■ **WHAT IS REQUIRED**: Every line from the one containing "Result<(Vec<u8>, String), PerevodError>" to the one containing "use regex::Regex;" in the records below, both included, must be set down exactly, and no other line.

■ **DATA RECORDS**:
□ □ □

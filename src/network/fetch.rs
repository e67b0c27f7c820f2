//! 页面与图片抓取
//!
//! 用拟真的浏览器 User-Agent 和 Accept-Language 抓取，很多站点会按
//! 客户端特征返回不同内容。响应体有大小上限，超限按抓取失败处理。

use std::time::Duration;

use reqwest::header;
use url::Url;

use crate::core::PerevodError;

/// 拟真浏览器 UA
pub const BROWSER_USER_AGENT: &str = "Mozilla/5.0 (Windows NT 10.0; Win64; x64) AppleWebKit/537.36 (KHTML, like Gecko) Chrome/120.0 Safari/537.36";

/// 页面请求的 Accept 头
pub const ACCEPT_HTML: &str = "text/html,application/xhtml+xml,application/xml;q=0.9,*/*;q=0.8";

/// 页面请求的 Accept-Language 头
pub const ACCEPT_LANGUAGE: &str = "en-US,en;q=0.9,ru;q=0.8";

/// 页面响应体上限
pub const MAX_PAGE_BYTES: usize = 7 * 1024 * 1024;

/// 图片响应体上限
pub const MAX_IMAGE_BYTES: usize = 4 * 1024 * 1024;

/// 页面/图片抓取超时（秒）
pub const FETCH_TIMEOUT_SECS: u64 = 20;

/// 抓取到的页面
#[derive(Debug, Clone)]
pub struct FetchedPage {
    /// 原始响应字节
    pub bytes: Vec<u8>,
    /// Content-Type 里声明的字符集（如果有）
    pub charset: Option<String>,
    /// 跟随重定向后的最终地址
    pub final_url: Url,
}

/// 构建出站 HTTP 客户端
pub fn build_http_client() -> reqwest::Result<reqwest::Client> {
    reqwest::Client::builder()
        .timeout(Duration::from_secs(FETCH_TIMEOUT_SECS))
        .build()
}

/// 抓取一个页面
pub async fn fetch_page(client: &reqwest::Client, url: &Url) -> Result<FetchedPage, PerevodError> {
    let response = client
        .get(url.clone())
        .header(header::USER_AGENT, BROWSER_USER_AGENT)
        .header(header::ACCEPT, ACCEPT_HTML)
        .header(header::ACCEPT_LANGUAGE, ACCEPT_LANGUAGE)
        .send()
        .await
        .map_err(|e| PerevodError::Fetch(e.to_string()))?;

    let status = response.status();
    if !status.is_success() {
        return Err(PerevodError::Fetch(format!("HTTP {}", status.as_u16())));
    }
    if let Some(length) = response.content_length() {
        if length as usize > MAX_PAGE_BYTES {
            return Err(PerevodError::Fetch(format!("响应体过大: {} 字节", length)));
        }
    }

    let charset = response
        .headers()
        .get(header::CONTENT_TYPE)
        .and_then(|v| v.to_str().ok())
        .and_then(parse_charset);
    let final_url = response.url().clone();

    let bytes = response
        .bytes()
        .await
        .map_err(|e| PerevodError::Fetch(e.to_string()))?;
    if bytes.len() > MAX_PAGE_BYTES {
        return Err(PerevodError::Fetch(format!(
            "响应体过大: {} 字节",
            bytes.len()
        )));
    }

    Ok(FetchedPage {
        bytes: bytes.to_vec(),
        charset,
        final_url,
    })
}

/// 抓取一张图片，返回（字节, Content-Type）
pub async fn fetch_image(
    client: &reqwest::Client,
    url: &Url,
) -> Result<(Vec<u8>, String), PerevodError> {
    let response = client
        .get(url.clone())
        .header(header::USER_AGENT, BROWSER_USER_AGENT)
        .send()
        .await
        .map_err(|e| PerevodError::Fetch(e.to_string()))?;

    if !response.status().is_success() {
        return Err(PerevodError::Fetch(format!(
            "HTTP {}",
            response.status().as_u16()
        )));
    }
    if let Some(length) = response.content_length() {
        if length as usize > MAX_IMAGE_BYTES {
            return Err(PerevodError::Fetch(format!("图片过大: {} 字节", length)));
        }
    }

    let content_type = response
        .headers()
        .get(header::CONTENT_TYPE)
        .and_then(|v| v.to_str().ok())
        .unwrap_or("image/jpeg")
        .to_string();

    let bytes = response
        .bytes()
        .await
        .map_err(|e| PerevodError::Fetch(e.to_string()))?;
    if bytes.len() > MAX_IMAGE_BYTES {
        return Err(PerevodError::Fetch(format!(
            "图片过大: {} 字节",
            bytes.len()
        )));
    }

    Ok((bytes.to_vec(), content_type))
}

/// 从 Content-Type 头里解析 charset
fn parse_charset(content_type: &str) -> Option<String> {
    content_type
        .split(';')
        .map(str::trim)
        .find_map(|part| part.strip_prefix("charset="))
        .map(|cs| cs.trim_matches('"').to_string())
}

#[cfg(test)]
mod tests {
    use super::*;

    #[test]
    fn test_parse_charset() {
        assert_eq!(
            parse_charset("text/html; charset=utf-8"),
            Some("utf-8".to_string())
        );
        assert_eq!(
            parse_charset("text/html; charset=\"windows-1251\""),
            Some("windows-1251".to_string())
        );
        assert_eq!(parse_charset("text/html"), None);
    }
}
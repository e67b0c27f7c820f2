//! # 网络模块
//!
//! 出站 HTTP：页面抓取与图片代理抓取。

pub mod fetch;

// Re-export commonly used items for convenience
pub use fetch::{build_http_client, fetch_image, fetch_page, FetchedPage, BROWSER_USER_AGENT};
//! 迷你双语词典（EN ↔ RU）
//!
//! 固定映射的玩具词典，带大小写保持：全大写译全大写，
//! 首字母大写译首字母大写。

use std::sync::OnceLock;

use regex::Regex;
use serde::Deserialize;

/// 词典条目（英文, 俄文）
const DICTIONARY: [(&str, &str); 9] = [
    ("hello", "привет"),
    ("world", "мир"),
    ("code", "код"),
    ("programming", "программирование"),
    ("function", "функция"),
    ("variable", "переменная"),
    ("server", "сервер"),
    ("client", "клиент"),
    ("weather", "погода"),
];

/// 翻译方向
#[derive(Debug, Clone, Copy, PartialEq, Eq, Deserialize)]
pub enum Direction {
    #[serde(rename = "en-ru")]
    EnRu,
    #[serde(rename = "ru-en")]
    RuEn,
}

impl Default for Direction {
    fn default() -> Self {
        Direction::EnRu
    }
}

/// 查询单词，未收录返回 None
pub fn translate_word(word: &str, direction: Direction) -> Option<String> {
    let trimmed = word.trim();
    if trimmed.is_empty() {
        return None;
    }
    let lower = trimmed.to_lowercase();

    let translated = match direction {
        Direction::EnRu => DICTIONARY
            .iter()
            .find(|(en, _)| *en == lower)
            .map(|(_, ru)| *ru),
        Direction::RuEn => DICTIONARY
            .iter()
            .find(|(_, ru)| *ru == lower)
            .map(|(en, _)| *en),
    }?;

    Some(preserve_case(trimmed, translated))
}

/// 对整段文本做逐词替换
pub fn translate_text(text: &str, direction: Direction) -> String {
    if text.trim().is_empty() {
        return text.to_string();
    }

    let pattern = match direction {
        Direction::EnRu => en_pattern(),
        Direction::RuEn => ru_pattern(),
    };

    pattern
        .replace_all(text, |caps: &regex::Captures| {
            let matched = &caps[0];
            let lower = matched.to_lowercase();
            let translated = match direction {
                Direction::EnRu => DICTIONARY
                    .iter()
                    .find(|(en, _)| *en == lower)
                    .map(|(_, ru)| *ru),
                Direction::RuEn => DICTIONARY
                    .iter()
                    .find(|(_, ru)| *ru == lower)
                    .map(|(en, _)| *en),
            };
            match translated {
                Some(value) => preserve_case(matched, value),
                None => matched.to_string(),
            }
        })
        .into_owned()
}

/// 长词优先的交替模式，避免较短词破坏较长词的替换
fn build_pattern<F: Fn(&(&str, &str)) -> &'static str>(select: F) -> Regex {
    let mut keys: Vec<&str> = DICTIONARY.iter().map(|entry| select(entry)).collect();
    keys.sort_by(|a, b| b.len().cmp(&a.len()));
    let alternation = keys
        .iter()
        .map(|k| regex::escape(k))
        .collect::<Vec<_>>()
        .join("|");
    Regex::new(&format!(r"(?i)\b({})\b", alternation)).unwrap()
}

fn en_pattern() -> &'static Regex {
    static RE: OnceLock<Regex> = OnceLock::new();
    RE.get_or_init(|| build_pattern(|entry| entry.0))
}

fn ru_pattern() -> &'static Regex {
    static RE: OnceLock<Regex> = OnceLock::new();
    RE.get_or_init(|| build_pattern(|entry| entry.1))
}

/// 按源词的大小写形态调整译文
fn preserve_case(source: &str, translated: &str) -> String {
    if source.chars().any(|c| c.is_alphabetic())
        && source == source.to_uppercase()
    {
        return translated.to_uppercase();
    }

    if source
        .chars()
        .next()
        .map(|c| c.is_uppercase())
        .unwrap_or(false)
    {
        let mut chars = translated.chars();
        return match chars.next() {
            Some(first) => first.to_uppercase().collect::<String>() + chars.as_str(),
            None => String::new(),
        };
    }

    translated.to_string()
}

#[cfg(test)]
mod tests {
    use super::*;

    #[test]
    fn test_word_en_ru() {
        assert_eq!(
            translate_word("hello", Direction::EnRu),
            Some("привет".to_string())
        );
        assert_eq!(translate_word("missing", Direction::EnRu), None);
        assert_eq!(translate_word("  ", Direction::EnRu), None);
    }

    #[test]
    fn test_word_ru_en() {
        assert_eq!(
            translate_word("мир", Direction::RuEn),
            Some("world".to_string())
        );
        assert_eq!(translate_word("неизвестно", Direction::RuEn), None);
    }

    #[test]
    fn test_case_preservation() {
        assert_eq!(
            translate_word("Hello", Direction::EnRu),
            Some("Привет".to_string())
        );
        assert_eq!(
            translate_word("HELLO", Direction::EnRu),
            Some("ПРИВЕТ".to_string())
        );
        assert_eq!(
            translate_word("Привет", Direction::RuEn),
            Some("Hello".to_string())
        );
    }

    #[test]
    fn test_text_replacement() {
        assert_eq!(
            translate_text("Hello world!", Direction::EnRu),
            "Привет мир!"
        );
        assert_eq!(
            translate_text("Мой сервер и клиент", Direction::RuEn),
            "Мой server и client"
        );
        // 未收录的词保持不变
        assert_eq!(
            translate_text("unknown words stay", Direction::EnRu),
            "unknown words stay"
        );
    }
}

□ □ □

■ **SOLUTION**:
) -> Result<(Vec<u8>, String), PerevodError> {
    let response = client
        .get(url.clone())
        .header(header::USER_AGENT, BROWSER_USER_AGENT)
        .send()
        .await
        .map_err(|e| PerevodError::Fetch(e.to_string()))?;

    if !response.status().is_success() {
        return Err(PerevodError::Fetch(format!(
            "HTTP {}",
            response.status().as_u16()
        )));
    }
    if let Some(length) = response.content_length() {
        if length as usize > MAX_IMAGE_BYTES {
            return Err(PerevodError::Fetch(format!("图片过大: {} 字节", length)));
        }
    }

    let content_type = response
        .headers()
        .get(header::CONTENT_TYPE)
        .and_then(|v| v.to_str().ok())
        .unwrap_or("image/jpeg")
        .to_string();

    let bytes = response
        .bytes()
        .await
        .map_err(|e| PerevodError::Fetch(e.to_string()))?;
    if bytes.len() > MAX_IMAGE_BYTES {
        return Err(PerevodError::Fetch(format!(
            "图片过大: {} 字节",
            bytes.len()
        )));
    }

    Ok((bytes.to_vec(), content_type))
}

/// 从 Content-Type 头里解析 charset
fn parse_charset(content_type: &str) -> Option<String> {
    content_type
        .split(';')
        .map(str::trim)
        .find_map(|part| part.strip_prefix("charset="))
        .map(|cs| cs.trim_matches('"').to_string())
}

#[cfg(test)]
mod tests {
    use super::*;

    #[test]
    fn test_parse_charset() {
        assert_eq!(
            parse_charset("text/html; charset=utf-8"),
            Some("utf-8".to_string())
        );
        assert_eq!(
            parse_charset("text/html; charset=\"windows-1251\""),
            Some("windows-1251".to_string())
        );
        assert_eq!(parse_charset("text/html"), None);
    }
}
repository e67b0c27f7c820f2
//! # 网络模块
//!
//! 出站 HTTP：页面抓取与图片代理抓取。

pub mod fetch;

// Re-export commonly used items for convenience
pub use fetch::{build_http_client, fetch_image, fetch_page, FetchedPage, BROWSER_USER_AGENT};
//! 迷你双语词典（EN ↔ RU）
//!
//! 固定映射的玩具词典，带大小写保持：全大写译全大写，
//! 首字母大写译首字母大写。

use std::sync::OnceLock;

use regex::Regex;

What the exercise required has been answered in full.